Throughout the day, the sculptors worked on a special sculpture that they later donated to the Liberty Hill Development Foundation. The sculptures were auctioned off to help raise money for the conservation and repair of the current sculptures in the sculpture garden. Between the donated sculptures and the silent auction, Nicholson said that $5,113 was raised, though that amount is expected to be higher as there are still some unsold specialty pieces to account for. Nicholson also said that the City of Liberty Hill was a tremendous support and even bought two of the donated pieces themselves.

City Secretary Barbara Zwernemann confirmed Wednesday that the City purchased two sculptures for a total of $2,000. The artwork will be displayed at the new City Administration Building as a way to showcase the heritage of the community. She said funds for the purchase were found in the budget for furnishings for the new building.

“We’re out here showing people what stone carving is all about,” said sculptor Stuart Simpson of Austin Stone Carving, who spent the day creating a sculpted mask. “We’re really loving it.”

Simpson, who studied under master craftsman Bob Ragan, who was also present at the event, said that many attendees asked how to learn stone carving, and some wanted to join a stone carver’s group. The event’s sculptors, Simpson said, are all friends and are also members of the local stone carvers guild.

Last Friday, Liberty Hill students got the opportunity to come out early and learn about sculpting from the sculptors and craftsmen.

“The kids were just so fascinated by it,” Nicholson said. “To me that made all these hours that we put in worthwhile. When you create an interest, you’ve done a lot.”
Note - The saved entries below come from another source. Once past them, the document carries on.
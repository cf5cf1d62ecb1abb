//! Overlay rendering (error notification, help popup, playlist picker, name prompt)

use ratatui::{
    layout::Rect,
    style::{Color, Modifier, Style},
    text::{Line, Span},
    widgets::{Block, Borders, Clear, List, ListItem, ListState, Paragraph},
    Frame,
};

use crate::model::{NamePrompt, NamePromptMode, Playlist, PlaylistPicker, UiState};

fn centered(area: Rect, width: u16, height: u16) -> Rect {
    let width = width.min(area.width);
    let height = height.min(area.height);
    Rect {
        x: area.x + area.width.saturating_sub(width) / 2,
        y: area.y + area.height.saturating_sub(height) / 2,
        width,
        height,
    }
}

pub fn render_error_notification(frame: &mut Frame, ui_state: &UiState) {
    if let Some(ref error_msg) = ui_state.error_message {
        let area = frame.area();

        // Fixed width popup (responsive to screen size)
        let popup_width = 52.min(area.width.saturating_sub(4));
        let inner_width = popup_width.saturating_sub(4).max(1) as usize; // account for borders

        // Calculate how many lines the error message will take when wrapped
        let error_line_count = error_msg.chars().count().div_ceil(inner_width) as u16;

        // Height: top border (1) + error lines + bottom border (1)
        let popup_height = (2 + error_line_count.max(1)).min(area.height.saturating_sub(4));
        let popup_area = centered(area, popup_width, popup_height);

        // Clear the area behind the popup first
        frame.render_widget(Clear, popup_area);

        let error_widget = Paragraph::new(error_msg.to_string())
            .style(Style::default().fg(Color::Red))
            .wrap(ratatui::widgets::Wrap { trim: false })
            .block(
                Block::default()
                    .borders(Borders::ALL)
                    .border_style(Style::default().fg(Color::Red))
                    .title(" Error (Esc to dismiss) ")
                    .title_style(Style::default().fg(Color::Red).add_modifier(Modifier::BOLD))
                    .style(Style::default().bg(Color::Black)),
            );

        frame.render_widget(error_widget, popup_area);
    }
}

pub fn render_playlist_picker(frame: &mut Frame, picker: &PlaylistPicker, playlists: &[Playlist]) {
    let area = frame.area();

    let mut names: Vec<String> = playlists.iter().map(|p| p.name.clone()).collect();
    names.push("+ New playlist".to_string());

    let max_name_len = names.iter().map(|n| n.chars().count() + 4).max().unwrap_or(30);
    let popup_width = (max_name_len as u16 + 6).clamp(35, 60);
    let popup_height = (names.len() as u16 + 2).clamp(5, area.height.saturating_sub(4).max(5));
    let popup_area = centered(area, popup_width, popup_height);

    frame.render_widget(Clear, popup_area);

    let items: Vec<ListItem> = names
        .into_iter()
        .enumerate()
        .map(|(i, name)| {
            let style = if i == picker.selected {
                Style::default()
                    .fg(Color::Black)
                    .bg(Color::Green)
                    .add_modifier(Modifier::BOLD)
            } else {
                Style::default().fg(Color::White)
            };
            ListItem::new(name).style(style)
        })
        .collect();

    let title = format!(" Add \"{}\" to (↑↓ Enter Esc) ", picker.track.title);
    let list = List::new(items).block(
        Block::default()
            .borders(Borders::ALL)
            .border_style(Style::default().fg(Color::Cyan))
            .title(title)
            .title_style(Style::default().fg(Color::Cyan).add_modifier(Modifier::BOLD))
            .style(Style::default().bg(Color::Black)),
    );

    let mut list_state = ListState::default();
    list_state.select(Some(picker.selected));

    frame.render_stateful_widget(list, popup_area, &mut list_state);
}

pub fn render_name_prompt(frame: &mut Frame, prompt: &NamePrompt) {
    let popup_area = centered(frame.area(), 50, 3);
    frame.render_widget(Clear, popup_area);

    let title = match prompt.mode {
        NamePromptMode::Create { .. } => " New playlist (Enter to save, Esc to cancel) ",
        NamePromptMode::Rename { .. } => " Rename playlist (Enter to save, Esc to cancel) ",
    };
    let input = Paragraph::new(format!("{}█", prompt.text))
        .style(Style::default().fg(Color::Green))
        .block(
            Block::default()
                .borders(Borders::ALL)
                .border_style(Style::default().fg(Color::Cyan))
                .title(title)
                .style(Style::default().bg(Color::Black)),
        );
    frame.render_widget(input, popup_area);
}

pub fn render_help_popup(frame: &mut Frame) {
    let area = frame.area();

    // Define keybindings organized by category
    let keybindings = [
        ("", "── Navigation ──"),
        ("Tab / Shift+Tab", "Switch tabs"),
        ("↑ / ↓", "Move selection (↓ at the end loads more)"),
        ("Enter", "Play / Open"),
        ("Esc", "Go back"),
        ("/", "Search"),
        ("", ""),
        ("", "── Playback ──"),
        ("Space", "Play / Pause"),
        ("N / P", "Next / Previous track"),
        ("← / →", "Seek -5s / +5s"),
        ("S", "Scrub mode (←→ move, Enter commit, Esc cancel)"),
        ("+ / -", "Volume up / down"),
        ("M", "Maximize / minimize player"),
        ("X", "Close player"),
        ("", ""),
        ("", "── Library ──"),
        ("L", "Like / Unlike track"),
        ("A", "Add to playlist"),
        ("C / R / D", "Create / rename / delete playlist"),
        ("D", "Remove track (inside a playlist)"),
        ("", ""),
        ("", "── General ──"),
        ("H", "Toggle this help"),
        ("Q", "Quit"),
    ];

    let popup_height = (keybindings.len() as u16 + 2).min(area.height.saturating_sub(4));
    let popup_area = centered(area, 72, popup_height);

    // Clear the area behind the popup
    frame.render_widget(Clear, popup_area);

    let lines: Vec<Line> = keybindings
        .iter()
        .map(|(key, desc)| {
            if key.is_empty() {
                // Section header or empty line
                Line::from(Span::styled(
                    format!("{:^44}", desc),
                    Style::default().fg(Color::Yellow).add_modifier(Modifier::BOLD),
                ))
            } else {
                Line::from(vec![
                    Span::styled(
                        format!("{:>16}", key),
                        Style::default().fg(Color::Green).add_modifier(Modifier::BOLD),
                    ),
                    Span::raw("  "),
                    Span::styled(desc.to_string(), Style::default().fg(Color::White)),
                ])
            }
        })
        .collect();

    let help_text = Paragraph::new(lines)
        .block(
            Block::default()
                .borders(Borders::ALL)
                .border_style(Style::default().fg(Color::Cyan))
                .title(" Help (H or Esc to close) ")
                .title_style(Style::default().fg(Color::Cyan).add_modifier(Modifier::BOLD))
                .style(Style::default().bg(Color::Black)),
        )
        .style(Style::default().bg(Color::Black));

    frame.render_widget(help_text, popup_area);
}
The money raised is all part of an effort to move some of the sculptures that are on the school grounds into Lions Foundation Park, to conserve and repair the sculptures, and hopefully to build a museum that would house some of the smaller sculptures and pieces of the original collection.

Mary Morse, a member of the Board of Directors for the Texas Society of Sculptors, stated that the Development Foundation will be seeking grants in order to accomplish some of these tasks, and that Saturday’s event was mostly about raising awareness, though the funds are helpful.

“We’re trying to clean up and repair the art,” said Morse. “There’s also a need to climatically house the archives and Mel Fowler’s small sculptures, and maybe one day to even expand the collection. The story of the sculptures is part of the story of the town.”

Nicholson says that the Foundation is in the early development process of writing grant proposals. Nicholson also stated that the group’s first step was to create interest. Then, the group plans to get smaller donors before they move up to larger donors for the project.

“We are very grateful to the artists who came and demonstrated their skill by completing five sculptures while we watched and then donated their finished sculptures to the auction,” said Nicholson. “We also wanted to recognize and honor those who in 1987 moved the sculptures to the school site and thereby preserved them from vandalism and eventual destruction. The Liberty Hill Development Foundation has now taken on the responsibility for the preservation and restoration of the sculptures. In a joint effort with the citizens of Liberty Hill and many other helpers who appreciate art, the International Sculpture Garden can again take on national prominence.”